Turning to the final stay factor, “a stay of proceedings would undermine the public interests in the timely adjudication of a case of great significance and give defendants an unfair advantage not granted to others convicted of violating Section [1512(c)(2)] based simply on the timing of their trial relative to the Supreme Court's grant of certiorari.” Carnell Mem. Op. 6 (internal citation and quotation omitted). The Supreme Court's decision in Fischer is expected by the end of June. If the Court delayed the trial until then, over three-and-a-half years would have passed between the alleged criminal conduct and the trial. Delay would harm the public interest in the speedy resolution of this case and would increase the risk that by the time trial finally commenced evidence will disappear or witnesses' memories will fade.
For these reasons, the Court concludes a stay is not warranted. Defendants' motion to stay the trial until the Supreme Court's decision in Fischer is DENIED.
II. Scheduling
The Court ORDERS as follows:
1. TRIAL. Trial of this matter shall commence on June 3, 2024 at 10:00 a.m. in Courtroom 15. Counsel are advised that the Court does not intend to grant any further continuances of this trial date absent the most exigent circumstances. This case is going to trial June 3.

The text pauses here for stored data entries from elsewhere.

use clap::{Parser, Subcommand, Args as ClapArgs, ValueEnum};
use std::path::PathBuf;

use crate::config::SourceKind;
use crate::constants::DEFAULT_CONFIG_NAME;

/// Command-line arguments for hdfs-shipper.
///
/// Every subcommand reads its defaults from the YAML config (see
/// `init-config`); flags given here override the file.
#[derive(Parser, Debug)]
#[clap(name = "hdfs-shipper", about = "Ship HDFS directory trees to object storage")]
pub struct Args {
    /// Verbose logging
    #[clap(short, long, global = true)]
    pub verbose: bool,

    /// Path to configuration YAML file
    #[clap(short = 'c', long, global = true)]
    pub config: Option<PathBuf>,

    /// Subcommands
    #[clap(subcommand)]
    pub command: Commands,
}

/// Source namespace selectable on the command line
#[derive(Clone, Copy, Debug, ValueEnum, PartialEq)]
pub enum SourceKindArg {
    /// Local filesystem
    Local,
    /// WebHDFS REST API
    #[value(name = "webhdfs")]
    WebHdfs,
}

impl From<SourceKindArg> for SourceKind {
    fn from(kind: SourceKindArg) -> Self {
        match kind {
            SourceKindArg::Local => SourceKind::Local,
            SourceKindArg::WebHdfs => SourceKind::WebHdfs,
        }
    }
}

/// Overrides for the `source` config section
#[derive(ClapArgs, Debug, Default)]
pub struct SourceOpts {
    /// Where files are read from (local, webhdfs)
    #[clap(long)]
    pub source_kind: Option<SourceKindArg>,

    /// WebHDFS base URL, e.g. http://namenode:9870
    #[clap(long)]
    pub webhdfs_url: Option<String>,

    /// HDFS user name sent with WebHDFS requests
    #[clap(long)]
    pub hdfs_user: Option<String>,

    /// Root directory for the local source
    #[clap(long)]
    pub source_root: Option<String>,
}

/// Overrides for the `destination` config section
#[derive(ClapArgs, Debug, Default)]
pub struct DestinationOpts {
    /// Destination bucket
    #[clap(short, long)]
    pub bucket: Option<String>,

    /// AWS region
    #[clap(long)]
    pub region: Option<String>,

    /// AWS profile
    #[clap(long)]
    pub profile: Option<String>,

    /// Custom endpoint for S3-compatible services
    #[clap(long)]
    pub endpoint: Option<String>,

    /// Directory for compressed temp files
    #[clap(long)]
    pub temp_dir: Option<String>,

    /// Upload into memory and log the keys instead of contacting S3
    #[clap(long)]
    pub dry_run: bool,
}

/// Options for the transfer and migrate subcommands.
#[derive(ClapArgs, Debug)]
pub struct TreeOpts {
    /// Source directory, must end with `/`
    pub source_prefix: String,

    /// Destination key prefix, must end with `/`
    pub dest_prefix: String,

    /// Gzip each file before upload
    #[clap(long, conflicts_with = "no_compress")]
    pub compress: bool,

    /// Upload files as they are
    #[clap(long)]
    pub no_compress: bool,

    /// Skip files without an hourly date segment instead of aborting
    #[clap(long)]
    pub skip_missing_dates: bool,

    #[clap(flatten)]
    pub source: SourceOpts,

    #[clap(flatten)]
    pub destination: DestinationOpts,
}

impl TreeOpts {
    /// Compression as requested on the command line, if at all
    pub fn compression(&self) -> Option<bool> {
        if self.compress {
            Some(true)
        } else if self.no_compress {
            Some(false)
        } else {
            None
        }
    }
}

/// Available subcommands.
#[derive(Subcommand, Debug)]
pub enum Commands {
    /// Ship every file under a source prefix
    Transfer {
        #[clap(flatten)]
        tree: TreeOpts,

        /// Name objects by the hourly date in their source path
        #[clap(long)]
        date_naming: bool,
    },

    /// Ship a tree of hourly partitions, naming objects by date
    Migrate {
        #[clap(flatten)]
        tree: TreeOpts,
    },

    /// Upload a string as a gzip object under today's date folder
    PutString {
        /// Destination key prefix, must end with `/`
        dest_prefix: String,

        /// Text to upload
        #[clap(long, conflicts_with = "file")]
        text: Option<String>,

        /// Read the text from a file (stdin when neither is given)
        #[clap(long)]
        file: Option<PathBuf>,

        #[clap(flatten)]
        destination: DestinationOpts,
    },

    /// Create a default configuration file
    InitConfig {
        /// Path to output configuration file
        #[clap(default_value = DEFAULT_CONFIG_NAME)]
        path: PathBuf,
    },
}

2. PRE-TRIAL CONFERENCE. The Court will schedule a pre-trial conference at a time to be determined. The conference will take place via videoconference, provided the defendants consent. The Court will rule on all pre-trial motions and objections to proposed exhibits, to the extent possible, at the pre-trial conference, hearing argument as necessary.
3. PRE-TRIAL MOTIONS. All pre-trial motions shall be filed on or before April 22, 2024. Oppositions shall be due on May 2, 2024. Replies shall be due on May 7, 2024. The Court will schedule a hearing on the motion(s) as necessary.
4. VOIR DIRE. Counsel have already submitted both a short narrative description of the case, to be read to prospective jurors, and proposed voir dire questions. Any revisions or updates shall be submitted by May 7, 2024.
5. PROPOSED JURY INSTRUCTIONS. Counsel have already filed proposed jury instructions. Any revisions or updates shall be submitted by May 7, 2024.
6. EXPERT WITNESSES. The parties shall disclose any expert witnesses accompanied by a brief description of each witness' area of expertise and expected testimony by May 7, 2024.
7. EXHIBIT LISTS. The parties shall exchange lists of exhibits they intend to use in their cases-in-chief by May 7, 2024. The parties shall file objections to the admissibility of exhibits to the extent practicable by May 14, 2024. All exhibits are to be marked in advance of trial and listed in order on the exhibit form obtained from Courtroom Deputy Clerk. The written list of exhibits must contain a brief description of each exhibit. At the commencement of trial, counsel shall furnish opposing counsel with a copy of their premarked exhibits and furnish the Court with two sets of binders containing their exhibit lists and copies of their pre-marked exhibits.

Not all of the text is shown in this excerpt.